Traité élémentaire de la peinture/014

Traduction par Roland Fréart de Chambray.
Texte établi par Jean-François DetervilleDeterville, Libraire (p. 10).


CHAPITRE XIV.

Qu’il faut corriger les fautes dans ses ouvrages, quand on les découvre.

Lorsque vous découvrirez quelques fautes dans vos ouvrages, ou qu’on vous y en fera remarquer, corrigez-les aussi-tôt, de peur qu’exposant vos tableaux aux yeux du public, au lieu de vous faire estimer, vous ne fassiez connoître votre ignorance ; et ne dites point qu’à la première occasion vous réparerez la perte que vous avez faite de votre réputation : car il n’en est pas de la Peinture comme de la musique, qui passe en un instant, et qui meurt, pour ainsi dire, aussi-tôt qu’elle est produite ; mais un tableau dure long-temps après qu’on l’a fait, et le vôtre seroit un témoin qui vous reprocheroit continuellement votre ignorance.
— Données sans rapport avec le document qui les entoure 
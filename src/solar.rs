// SPDX-License-Identifier: AGPL-3.0-or-later
// Copyright (C) 2026 Vallés Puig, Ramon

//! # Solar Geometry Kernel
//!
//! Low-order trigonometric approximations of the sun's apparent position,
//! sufficient for clock-minute prayer scheduling:
//!
//! - [`solar_declination`] — angle between the sun's rays and the equatorial
//!   plane, from the day of year.
//! - [`equation_of_time`] — apparent-solar minus mean-clock offset, from the
//!   day of year.
//! - [`hour_angle`] — angular displacement from solar noon at which the sun
//!   reaches a given altitude.
//! - [`asr_altitude`] — shadow-length altitude threshold for the afternoon
//!   prayer.
//!
//! ## Accuracy
//!
//! Both approximations are single-harmonic (declination) or three-term
//! Fourier (equation of time) fits.  They agree with rigorous ephemerides to
//! about one minute of clock time, which is the resolution of the schedule
//! anyway.  For sub-second solar work use a full VSOP87-class theory instead.
//!
//! ## Degenerate geometry
//!
//! At high latitudes the sun may never reach a requested altitude (polar day
//! and night).  [`hour_angle`] clamps the arc-cosine argument into [−1, 1]
//! and returns the boundary angle (0° or 180°) — a deliberate best-effort
//! policy, documented as an approximation rather than an exact event.
//!
//! ## Scientific References
//! * Spencer (1971): Fourier series representation of the position of the sun.
//! * Meeus (1998): *Astronomical Algorithms*, ch. 25 & 28.

use qtty::{Degrees, Seconds};
use std::f64::consts::TAU;

/// Mean obliquity of the ecliptic used by the declination approximation.
const MEAN_OBLIQUITY: Degrees = Degrees::new(23.44);

/// Equation-of-time Fourier coefficients, in minutes of clock time.
const EOT_SIN_2B_MIN: f64 = 9.87;
const EOT_COS_B_MIN: f64 = -7.53;
const EOT_SIN_B_MIN: f64 = -1.5;

/// Solar declination δ for a given day of year (1–366).
///
/// Single-harmonic approximation: `δ = 23.44° · sin(2π (284 + N) / 365)`.
/// Zero at the March equinox, +23.44° at the June solstice.
#[inline]
pub fn solar_declination(day_of_year: u32) -> Degrees {
    let phase = TAU * (284.0 + day_of_year as f64) / 365.0;
    Degrees::new(MEAN_OBLIQUITY.value() * phase.sin())
}

/// Equation of time E for a given day of year (1–366).
///
/// Positive when the sundial runs ahead of the clock.  Annual extrema are
/// about +16.4 min in early November and −14.2 min in mid-February.
#[inline]
pub fn equation_of_time(day_of_year: u32) -> Seconds {
    let b = TAU * (day_of_year as f64 - 81.0) / 364.0;
    let minutes =
        EOT_SIN_2B_MIN * (2.0 * b).sin() + EOT_COS_B_MIN * b.cos() + EOT_SIN_B_MIN * b.sin();
    Seconds::new(minutes * 60.0)
}

/// Hour angle at which the sun stands at `altitude` above the horizon
/// (negative altitudes are depressions below it), for an observer at
/// `latitude` with solar declination `declination`.
///
/// ```text
/// cos H = (sin(alt) − sin(lat)·sin(δ)) / (cos(lat)·cos(δ))
/// ```
///
/// The result is in [0°, 180°]; divide by 15 for clock hours from solar
/// noon.  When the geometry is unreachable (polar day/night) the cosine is
/// clamped and the boundary angle is returned instead of an error.
#[inline]
pub fn hour_angle(altitude: Degrees, latitude: Degrees, declination: Degrees) -> Degrees {
    let alt = altitude.value().to_radians();
    let lat = latitude.value().to_radians();
    let decl = declination.value().to_radians();

    let cos_h = (alt.sin() - lat.sin() * decl.sin()) / (lat.cos() * decl.cos());
    Degrees::new(cos_h.clamp(-1.0, 1.0).acos().to_degrees())
}

/// Altitude of the sun at the Asr boundary, from the shadow-length rule:
///
/// ```text
/// alt = acot(factor + tan(|lat − δ|))
/// ```
///
/// `shadow_factor` is 1 for the majority (Shafiʿi) convention and 2 for the
/// Hanafi convention.  When the observer's latitude equals the declination
/// (zero noon shadow) the factor-1 altitude is exactly 45°.
#[inline]
pub fn asr_altitude(latitude: Degrees, declination: Degrees, shadow_factor: f64) -> Degrees {
    let spread = (latitude.value() - declination.value()).abs().to_radians();
    let cot = shadow_factor + spread.tan();
    Degrees::new((1.0 / cot).atan().to_degrees())
}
N’alléguez pas non plus pour excuse votre pauvreté, qui ne vous permet pas d’étudier et de vous rendre habile : l’étude de la vertu sert de nourriture au corps aussi-bien qu’à l’ame. Combien a-t-on vu de philosophes, qui, étant nés au milieu des richesses, les ont abandonnées, de peur qu’elles ne les détournassent de l’étude et de la vertu !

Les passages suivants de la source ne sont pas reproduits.